Below are lines of data; restate word for word those running from the line containing "pub struct StoredObject" to the line containing "entries.insert(id.clone(), Arc::downgrade(&lock));", inclusive, and no others.

•••••

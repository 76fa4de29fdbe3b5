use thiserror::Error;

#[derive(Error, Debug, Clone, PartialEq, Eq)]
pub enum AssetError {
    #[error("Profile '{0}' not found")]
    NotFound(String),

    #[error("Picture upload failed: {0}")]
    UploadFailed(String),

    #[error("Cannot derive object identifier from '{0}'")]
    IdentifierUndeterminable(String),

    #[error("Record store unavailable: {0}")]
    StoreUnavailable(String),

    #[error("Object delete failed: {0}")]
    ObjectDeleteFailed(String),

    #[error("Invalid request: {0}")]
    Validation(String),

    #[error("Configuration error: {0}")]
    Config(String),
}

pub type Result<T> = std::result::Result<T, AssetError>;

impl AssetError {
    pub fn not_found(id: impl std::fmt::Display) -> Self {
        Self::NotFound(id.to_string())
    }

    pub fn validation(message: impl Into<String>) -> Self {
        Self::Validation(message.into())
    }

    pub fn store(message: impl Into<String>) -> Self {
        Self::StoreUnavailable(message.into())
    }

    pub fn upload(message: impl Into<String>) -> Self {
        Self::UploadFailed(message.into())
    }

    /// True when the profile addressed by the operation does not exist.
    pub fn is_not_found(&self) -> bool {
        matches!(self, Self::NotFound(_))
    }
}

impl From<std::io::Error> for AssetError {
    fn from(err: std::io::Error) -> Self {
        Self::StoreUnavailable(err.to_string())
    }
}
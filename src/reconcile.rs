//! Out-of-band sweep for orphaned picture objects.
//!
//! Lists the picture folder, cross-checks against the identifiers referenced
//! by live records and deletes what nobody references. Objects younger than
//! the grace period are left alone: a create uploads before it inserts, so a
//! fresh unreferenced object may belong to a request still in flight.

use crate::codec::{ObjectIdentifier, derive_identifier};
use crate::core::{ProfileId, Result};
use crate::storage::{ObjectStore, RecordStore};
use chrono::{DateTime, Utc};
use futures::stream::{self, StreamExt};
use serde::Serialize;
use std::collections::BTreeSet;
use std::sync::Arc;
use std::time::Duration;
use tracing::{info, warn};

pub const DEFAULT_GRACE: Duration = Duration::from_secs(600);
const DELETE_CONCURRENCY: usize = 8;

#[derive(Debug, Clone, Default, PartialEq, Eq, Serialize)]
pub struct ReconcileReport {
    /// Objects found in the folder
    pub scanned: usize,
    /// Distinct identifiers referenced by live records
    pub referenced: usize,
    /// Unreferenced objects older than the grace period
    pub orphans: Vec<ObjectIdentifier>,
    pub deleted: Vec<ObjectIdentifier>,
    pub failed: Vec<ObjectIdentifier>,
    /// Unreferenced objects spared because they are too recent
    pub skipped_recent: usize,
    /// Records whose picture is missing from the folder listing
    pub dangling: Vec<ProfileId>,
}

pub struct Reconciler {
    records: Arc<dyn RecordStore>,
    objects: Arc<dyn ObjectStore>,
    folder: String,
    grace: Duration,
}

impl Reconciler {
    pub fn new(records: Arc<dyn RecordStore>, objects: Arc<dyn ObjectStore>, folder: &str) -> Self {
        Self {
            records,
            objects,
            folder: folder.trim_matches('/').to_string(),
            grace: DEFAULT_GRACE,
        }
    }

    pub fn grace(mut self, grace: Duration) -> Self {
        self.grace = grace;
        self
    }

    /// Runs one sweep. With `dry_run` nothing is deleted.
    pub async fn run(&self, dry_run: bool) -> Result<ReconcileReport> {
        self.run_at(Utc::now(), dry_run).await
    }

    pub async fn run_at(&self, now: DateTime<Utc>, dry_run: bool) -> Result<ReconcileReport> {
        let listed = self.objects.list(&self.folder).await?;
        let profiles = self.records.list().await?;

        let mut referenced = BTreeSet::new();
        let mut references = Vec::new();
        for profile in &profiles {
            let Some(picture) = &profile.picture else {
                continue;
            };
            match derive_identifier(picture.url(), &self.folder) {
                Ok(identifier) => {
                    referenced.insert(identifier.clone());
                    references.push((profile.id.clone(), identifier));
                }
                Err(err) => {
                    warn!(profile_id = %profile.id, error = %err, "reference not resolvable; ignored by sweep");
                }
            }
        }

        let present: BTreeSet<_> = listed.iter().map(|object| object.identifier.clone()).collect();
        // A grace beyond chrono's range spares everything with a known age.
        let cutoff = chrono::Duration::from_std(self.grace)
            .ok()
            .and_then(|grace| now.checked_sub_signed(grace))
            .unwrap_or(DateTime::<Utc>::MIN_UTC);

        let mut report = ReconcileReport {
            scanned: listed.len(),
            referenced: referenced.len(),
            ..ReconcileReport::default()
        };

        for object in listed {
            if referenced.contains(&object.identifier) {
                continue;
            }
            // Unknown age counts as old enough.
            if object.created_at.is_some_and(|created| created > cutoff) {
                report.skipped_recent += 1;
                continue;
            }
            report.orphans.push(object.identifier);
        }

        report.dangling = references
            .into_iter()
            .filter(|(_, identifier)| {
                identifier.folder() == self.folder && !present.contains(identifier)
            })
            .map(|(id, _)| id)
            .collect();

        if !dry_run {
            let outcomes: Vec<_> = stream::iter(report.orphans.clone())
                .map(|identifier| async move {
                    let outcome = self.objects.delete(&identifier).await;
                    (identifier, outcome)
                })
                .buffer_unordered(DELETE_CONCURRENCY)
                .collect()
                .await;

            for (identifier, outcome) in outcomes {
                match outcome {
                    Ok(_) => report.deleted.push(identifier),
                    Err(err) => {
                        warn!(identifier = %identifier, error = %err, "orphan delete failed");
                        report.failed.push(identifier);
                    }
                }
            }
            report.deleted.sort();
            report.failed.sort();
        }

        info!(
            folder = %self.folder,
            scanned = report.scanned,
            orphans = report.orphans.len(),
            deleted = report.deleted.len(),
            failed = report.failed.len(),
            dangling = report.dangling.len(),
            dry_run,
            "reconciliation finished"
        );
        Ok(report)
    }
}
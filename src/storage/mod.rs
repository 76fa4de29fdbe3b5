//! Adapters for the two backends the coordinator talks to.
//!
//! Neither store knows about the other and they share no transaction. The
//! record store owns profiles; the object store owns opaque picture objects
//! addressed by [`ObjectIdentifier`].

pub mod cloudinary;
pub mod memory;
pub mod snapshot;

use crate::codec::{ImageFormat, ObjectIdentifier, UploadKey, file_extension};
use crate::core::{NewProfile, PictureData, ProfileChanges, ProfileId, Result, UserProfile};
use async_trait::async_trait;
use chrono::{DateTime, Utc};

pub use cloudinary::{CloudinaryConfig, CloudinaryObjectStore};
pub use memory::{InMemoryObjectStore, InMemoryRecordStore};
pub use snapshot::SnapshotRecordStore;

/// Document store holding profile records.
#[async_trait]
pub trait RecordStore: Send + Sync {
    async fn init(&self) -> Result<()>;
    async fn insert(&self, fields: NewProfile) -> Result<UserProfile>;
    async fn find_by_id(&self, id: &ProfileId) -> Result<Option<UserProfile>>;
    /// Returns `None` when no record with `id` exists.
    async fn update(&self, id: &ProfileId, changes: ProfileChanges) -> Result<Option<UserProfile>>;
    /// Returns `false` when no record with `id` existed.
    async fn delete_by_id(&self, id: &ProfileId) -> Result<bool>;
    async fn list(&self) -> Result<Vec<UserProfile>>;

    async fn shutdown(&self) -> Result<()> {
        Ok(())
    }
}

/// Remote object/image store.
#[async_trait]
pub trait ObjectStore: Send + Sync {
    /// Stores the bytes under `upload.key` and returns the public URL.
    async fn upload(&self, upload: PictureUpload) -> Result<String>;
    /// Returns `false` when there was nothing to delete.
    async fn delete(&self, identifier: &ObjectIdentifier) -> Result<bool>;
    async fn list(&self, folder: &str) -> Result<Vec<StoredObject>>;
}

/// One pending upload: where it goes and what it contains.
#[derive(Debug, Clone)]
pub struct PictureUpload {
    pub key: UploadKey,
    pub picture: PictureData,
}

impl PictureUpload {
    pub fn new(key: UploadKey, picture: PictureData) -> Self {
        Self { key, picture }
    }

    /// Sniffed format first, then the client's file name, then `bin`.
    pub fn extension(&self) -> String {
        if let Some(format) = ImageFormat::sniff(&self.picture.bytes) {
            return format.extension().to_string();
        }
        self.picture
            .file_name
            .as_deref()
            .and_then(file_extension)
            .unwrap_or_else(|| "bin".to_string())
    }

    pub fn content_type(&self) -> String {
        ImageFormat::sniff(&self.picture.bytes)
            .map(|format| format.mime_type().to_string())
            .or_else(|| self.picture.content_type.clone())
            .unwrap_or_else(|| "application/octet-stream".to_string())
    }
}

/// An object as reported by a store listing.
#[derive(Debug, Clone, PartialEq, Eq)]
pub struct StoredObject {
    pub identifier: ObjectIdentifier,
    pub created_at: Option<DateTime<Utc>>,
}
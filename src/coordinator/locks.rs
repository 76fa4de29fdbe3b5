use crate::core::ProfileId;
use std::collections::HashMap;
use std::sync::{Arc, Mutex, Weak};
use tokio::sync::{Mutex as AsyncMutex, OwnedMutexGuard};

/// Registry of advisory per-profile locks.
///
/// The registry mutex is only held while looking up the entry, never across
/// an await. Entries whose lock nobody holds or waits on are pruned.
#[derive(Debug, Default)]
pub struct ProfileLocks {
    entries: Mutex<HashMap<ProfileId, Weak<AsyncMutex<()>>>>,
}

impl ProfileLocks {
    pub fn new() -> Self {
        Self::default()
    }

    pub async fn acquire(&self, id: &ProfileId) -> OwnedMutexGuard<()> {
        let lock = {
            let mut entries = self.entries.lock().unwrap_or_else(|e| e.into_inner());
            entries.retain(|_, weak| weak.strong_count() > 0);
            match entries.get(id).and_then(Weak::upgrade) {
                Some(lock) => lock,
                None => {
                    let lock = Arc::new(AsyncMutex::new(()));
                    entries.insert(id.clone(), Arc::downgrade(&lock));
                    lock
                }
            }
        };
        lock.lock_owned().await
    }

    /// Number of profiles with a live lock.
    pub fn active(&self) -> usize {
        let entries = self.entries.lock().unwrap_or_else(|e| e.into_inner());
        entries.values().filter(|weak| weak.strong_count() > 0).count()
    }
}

•••••

[Final answer]
pub struct StoredObject {
    pub identifier: ObjectIdentifier,
    pub created_at: Option<DateTime<Utc>>,
}
filename src/coordinator/locks.rs
repository 76fa4de29fdbe3b5
use crate::core::ProfileId;
use std::collections::HashMap;
use std::sync::{Arc, Mutex, Weak};
use tokio::sync::{Mutex as AsyncMutex, OwnedMutexGuard};

/// Registry of advisory per-profile locks.
///
/// The registry mutex is only held while looking up the entry, never across
/// an await. Entries whose lock nobody holds or waits on are pruned.
#[derive(Debug, Default)]
pub struct ProfileLocks {
    entries: Mutex<HashMap<ProfileId, Weak<AsyncMutex<()>>>>,
}

impl ProfileLocks {
    pub fn new() -> Self {
        Self::default()
    }

    pub async fn acquire(&self, id: &ProfileId) -> OwnedMutexGuard<()> {
        let lock = {
            let mut entries = self.entries.lock().unwrap_or_else(|e| e.into_inner());
            entries.retain(|_, weak| weak.strong_count() > 0);
            match entries.get(id).and_then(Weak::upgrade) {
                Some(lock) => lock,
                None => {
                    let lock = Arc::new(AsyncMutex::new(()));
                    entries.insert(id.clone(), Arc::downgrade(&lock));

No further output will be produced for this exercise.